How Long Will It Take John Thain to Join the McCain Campaign?

So, John McCain is getting hammered over the statements he made about the economy being fundamentally “strong” and his subsequent backpedaling this week. Economic policy adviser Carly Fiorina is on a time out after saying on a radio show that Sarah Palin is probably unfit to run Hewlett-Packard, the company Fiorina once headed. His other guy is out there waving a BlackBerry around, saying technophobe McCain invented it. Awkward. But something tells us that the pundits who have been having so much fun with this stuff probably won't get to kick it around for that much longer, since a white knight has just became available: John Thain.
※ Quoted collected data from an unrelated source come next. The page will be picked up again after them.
//! Path parsing.
//!
//! # Responsibilities
//! - Turn a URL path into a `Route` variant
//! - Resolve branch-reference ambiguity positionally
//! - Degrade to `NotFound` instead of failing
//!
//! # Design Decisions
//! - Empty segments are stripped up front, so trailing slashes never matter
//! - No percent-decoding here; a literal `/` inside a branch name must arrive
//!   pre-encoded by the caller
//! - The parser never allocates an error: every input produces some variant

use crate::routing::route::{BranchRef, DefinitionKind, Route, USER_MARKER};

/// Second path segment reserved for a different purpose elsewhere in the
/// routing scheme. A project slug equal to this value never matches.
const RESERVED_PROJECT_SLUG: &str = "p";

/// Parse a URL path into a route. Total: never fails, never panics.
pub fn parse_path(raw_path: &str) -> Route {
    let parts: Vec<&str> = raw_path.split('/').filter(|s| !s.is_empty()).collect();

    let not_found = || Route::NotFound {
        path: raw_path.to_string(),
    };

    let Some(&handle) = parts.first() else {
        return not_found();
    };
    if !handle.starts_with(USER_MARKER) {
        return not_found();
    }

    let Some(&project_slug) = parts.get(1) else {
        return Route::UserOverview {
            handle: handle.to_string(),
        };
    };
    if project_slug == RESERVED_PROJECT_SLUG {
        return not_found();
    }

    let handle = handle.to_string();
    let project_slug = project_slug.to_string();
    let rest = &parts[2..];

    match rest.first().copied() {
        Some("code") => parse_code(handle, project_slug, &rest[1..]),
        Some("tickets") => match rest.get(1).and_then(|s| s.parse::<u64>().ok()) {
            Some(number) => Route::ProjectTicket {
                handle,
                project_slug,
                number,
            },
            None => Route::ProjectTickets {
                handle,
                project_slug,
            },
        },
        Some("contributions") => match rest.get(1).and_then(|s| s.parse::<u64>().ok()) {
            Some(number) => Route::ProjectContribution {
                handle,
                project_slug,
                number,
            },
            None => Route::ProjectContributions {
                handle,
                project_slug,
            },
        },
        Some("releases") => match rest.get(1) {
            Some(version) => Route::ProjectRelease {
                handle,
                project_slug,
                version: (*version).to_string(),
            },
            None => Route::ProjectReleases {
                handle,
                project_slug,
            },
        },
        Some("branches") => Route::ProjectBranches {
            handle,
            project_slug,
        },
        // Unrecognized sub-pages (and no sub-page at all) land on the
        // project overview.
        _ => Route::ProjectOverview {
            handle,
            project_slug,
        },
    }
}

/// A branch-reference segment that opens a two-segment reference: either a
/// contributor-scoped branch (`@alice/feature`) or a release ref
/// (`releases/1.2.3`).
fn opens_two_segment_ref(segment: &str) -> bool {
    segment.starts_with(USER_MARKER) || segment.starts_with("releases")
}

/// Parse the segments following `/code`.
///
/// The first 1-2 segments form the branch reference. If a pluralized
/// definition kind follows the branch reference with at least one name
/// segment after it, the remainder is a fully-qualified name and the route
/// is a definition page; otherwise it is the code page for the branch.
fn parse_code(handle: String, project_slug: String, rest: &[&str]) -> Route {
    let (branch_ref, after): (BranchRef, &[&str]) = match rest {
        [] => {
            return Route::ProjectCode {
                handle,
                project_slug,
                branch_ref: None,
            }
        }
        [first, second, after @ ..] if opens_two_segment_ref(first) => {
            (BranchRef::new(format!("{first}/{second}")), after)
        }
        [first, after @ ..] => (BranchRef::new(*first), after),
    };

    if let [kind, fqn @ ..] = after {
        if !fqn.is_empty() {
            if let Some(kind) = DefinitionKind::from_plural(kind) {
                return Route::ProjectDefinition {
                    handle,
                    project_slug,
                    branch_ref,
                    kind,
                    fqn: fqn.iter().map(|s| (*s).to_string()).collect(),
                };
            }
        }
    }

    Route::ProjectCode {
        handle,
        project_slug,
        branch_ref: Some(branch_ref),
    }
}

#[cfg(test)]
mod tests {
    use super::*;

    #[test]
    fn test_paths_without_user_marker_are_not_found() {
        for path in ["/", "", "/about", "/p", "/alice/mylib", "/static/app.js"] {
            assert_eq!(
                parse_path(path),
                Route::NotFound {
                    path: path.to_string()
                },
                "path {path:?} should not match"
            );
        }
    }

    #[test]
    fn test_not_found_preserves_path_verbatim() {
        let route = parse_path("/some/deep/path/");
        assert_eq!(
            route,
            Route::NotFound {
                path: "/some/deep/path/".to_string()
            }
        );
    }

    #[test]
    fn test_user_overview() {
        assert_eq!(
            parse_path("/@alice"),
            Route::UserOverview {
                handle: "@alice".to_string()
            }
        );
    }

    #[test]
    fn test_project_overview() {
        assert_eq!(
            parse_path("/@alice/mylib"),
            Route::ProjectOverview {
                handle: "@alice".to_string(),
                project_slug: "mylib".to_string(),
            }
        );
    }

    #[test]
    fn test_reserved_project_slug_is_not_found() {
        assert_eq!(
            parse_path("/@alice/p"),
            Route::NotFound {
                path: "/@alice/p".to_string()
            }
        );
    }

    #[test]
    fn test_trailing_slash_is_ignored() {
        assert_eq!(parse_path("/@alice/mylib/"), parse_path("/@alice/mylib"));
        assert_eq!(parse_path("/@alice//mylib"), parse_path("/@alice/mylib"));
    }

    #[test]
    fn test_project_code_without_branch() {
        assert_eq!(
            parse_path("/@alice/mylib/code"),
            Route::ProjectCode {
                handle: "@alice".to_string(),
                project_slug: "mylib".to_string(),
                branch_ref: None,
            }
        );
    }

    #[test]
    fn test_project_code_plain_branch() {
        assert_eq!(
            parse_path("/@alice/mylib/code/main"),
            Route::ProjectCode {
                handle: "@alice".to_string(),
                project_slug: "mylib".to_string(),
                branch_ref: Some(BranchRef::new("main")),
            }
        );
    }

    #[test]
    fn test_project_code_contributor_branch() {
        assert_eq!(
            parse_path("/@alice/mylib/code/@bob/feature"),
            Route::ProjectCode {
                handle: "@alice".to_string(),
                project_slug: "mylib".to_string(),
                branch_ref: Some(BranchRef::new("@bob/feature")),
            }
        );
    }

    #[test]
    fn test_project_code_release_ref() {
        let route = parse_path("/@alice/mylib/code/releases/1.2.3");
        assert_eq!(
            route,
            Route::ProjectCode {
                handle: "@alice".to_string(),
                project_slug: "mylib".to_string(),
                branch_ref: Some(BranchRef::new("releases/1.2.3")),
            }
        );
        if let Route::ProjectCode {
            branch_ref: Some(branch_ref),
            ..
        } = route
        {
            assert!(branch_ref.is_release());
        }
    }

    #[test]
    fn test_definition_on_plain_branch() {
        assert_eq!(
            parse_path("/@alice/mylib/code/main/types/Foo/Bar"),
            Route::ProjectDefinition {
                handle: "@alice".to_string(),
                project_slug: "mylib".to_string(),
                branch_ref: BranchRef::new("main"),
                kind: DefinitionKind::Type,
                fqn: vec!["Foo".to_string(), "Bar".to_string()],
            }
        );
    }

    #[test]
    fn test_definition_on_contributor_branch() {
        assert_eq!(
            parse_path("/@alice/mylib/code/@bob/feature/terms/base/List/map"),
            Route::ProjectDefinition {
                handle: "@alice".to_string(),
                project_slug: "mylib".to_string(),
                branch_ref: BranchRef::new("@bob/feature"),
                kind: DefinitionKind::Term,
                fqn: vec!["base".to_string(), "List".to_string(), "map".to_string()],
            }
        );
    }

    #[test]
    fn test_definition_kind_needs_name_segments() {
        // A bare kind segment with nothing after it is still the code page.
        assert_eq!(
            parse_path("/@alice/mylib/code/main/types"),
            Route::ProjectCode {
                handle: "@alice".to_string(),
                project_slug: "mylib".to_string(),
                branch_ref: Some(BranchRef::new("main")),
            }
        );
    }

    #[test]
    fn test_unknown_kind_segment_is_code_page() {
        assert_eq!(
            parse_path("/@alice/mylib/code/main/docs/Readme"),
            Route::ProjectCode {
                handle: "@alice".to_string(),
                project_slug: "mylib".to_string(),
                branch_ref: Some(BranchRef::new("main")),
            }
        );
    }

    #[test]
    fn test_ticket_number() {
        assert_eq!(
            parse_path("/@alice/mylib/tickets/42"),
            Route::ProjectTicket {
                handle: "@alice".to_string(),
                project_slug: "mylib".to_string(),
                number: 42,
            }
        );
    }

    #[test]
    fn test_ticket_non_number_is_overview() {
        assert_eq!(
            parse_path("/@alice/mylib/tickets/notanumber"),
            Route::ProjectTickets {
                handle: "@alice".to_string(),
                project_slug: "mylib".to_string(),
            }
        );
        assert_eq!(
            parse_path("/@alice/mylib/tickets"),
            Route::ProjectTickets {
                handle: "@alice".to_string(),
                project_slug: "mylib".to_string(),
            }
        );
    }

    #[test]
    fn test_contribution_routes() {
        assert_eq!(
            parse_path("/@alice/mylib/contributions/7"),
            Route::ProjectContribution {
                handle: "@alice".to_string(),
                project_slug: "mylib".to_string(),
                number: 7,
            }
        );
        assert_eq!(
            parse_path("/@alice/mylib/contributions"),
            Route::ProjectContributions {
                handle: "@alice".to_string(),
                project_slug: "mylib".to_string(),
            }
        );
    }

    #[test]
    fn test_release_routes() {
        assert_eq!(
            parse_path("/@alice/mylib/releases/1.2.3"),
            Route::ProjectRelease {
                handle: "@alice".to_string(),
                project_slug: "mylib".to_string(),
                version: "1.2.3".to_string(),
            }
        );
        assert_eq!(
            parse_path("/@alice/mylib/releases"),
            Route::ProjectReleases {
                handle: "@alice".to_string(),
                project_slug: "mylib".to_string(),
            }
        );
    }

    #[test]
    fn test_branches_has_no_sub_addressing() {
        assert_eq!(
            parse_path("/@alice/mylib/branches/anything"),
            Route::ProjectBranches {
                handle: "@alice".to_string(),
                project_slug: "mylib".to_string(),
            }
        );
    }

    #[test]
    fn test_unrecognized_sub_page_is_project_overview() {
        assert_eq!(
            parse_path("/@alice/mylib/settings"),
            Route::ProjectOverview {
                handle: "@alice".to_string(),
                project_slug: "mylib".to_string(),
            }
        );
    }

    #[test]
    fn test_parse_display_round_trip() {
        let paths = [
            "/@alice",
            "/@alice/mylib",
            "/@alice/mylib/code",
            "/@alice/mylib/code/main",
            "/@alice/mylib/code/@bob/feature",
            "/@alice/mylib/code/releases/1.2.3",
            "/@alice/mylib/code/main/types/Foo/Bar",
            "/@alice/mylib/code/@bob/topic/terms/base/List/map",
            "/@alice/mylib/tickets",
            "/@alice/mylib/tickets/42",
            "/@alice/mylib/contributions",
            "/@alice/mylib/contributions/7",
            "/@alice/mylib/releases",
            "/@alice/mylib/releases/2.0.0",
            "/@alice/mylib/branches",
        ];
        for path in paths {
            let route = parse_path(path);
            assert_eq!(
                parse_path(&route.to_string()),
                route,
                "round-trip failed for {path:?}"
            );
        }
    }
}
Before he became the CEO of Merrill Lynch, which he just sold to Bank of America, Thain was rumored to be in the running to join the McCain camp as a potential treasury secretary. He's one of McCain's biggest supporters — he's a bundler and has donated $32,700 to various McCain-related committees. Early reports of the sale of Merrill indicated that despite his obvious man-crush on BofA CEO Ken Lewis, Thain would not be taking a role there. Unlike James Johnson, the former Fannie Mae CEO whom Barack Obama picked to help oversee his V.P. search, Thain has not been entirely sullied by the current crisis: As Thain himself said back in July, the problems at Merrill weren't his fault, they were legacy problems. And Thain has been praised for his decisiveness about the sale of Merrill Lynch. "He saw the organization for what it was [because] he hadn't been marinating in the Merrill soup," an executive consultant told the Journal yesterday. "He didn't feel honor-bound to defend past decisions and mistakes."

Now doesn't that sound like just the kind of guy a candidate piggybacking on "change we can believe in" needs? Also, Thain lies like a rug. So we imagine he'll fit right in! We wonder how long it will take for them to make the announcement, since Merrill just got sold on Monday. Is the body cold enough yet? We bet they can't wait.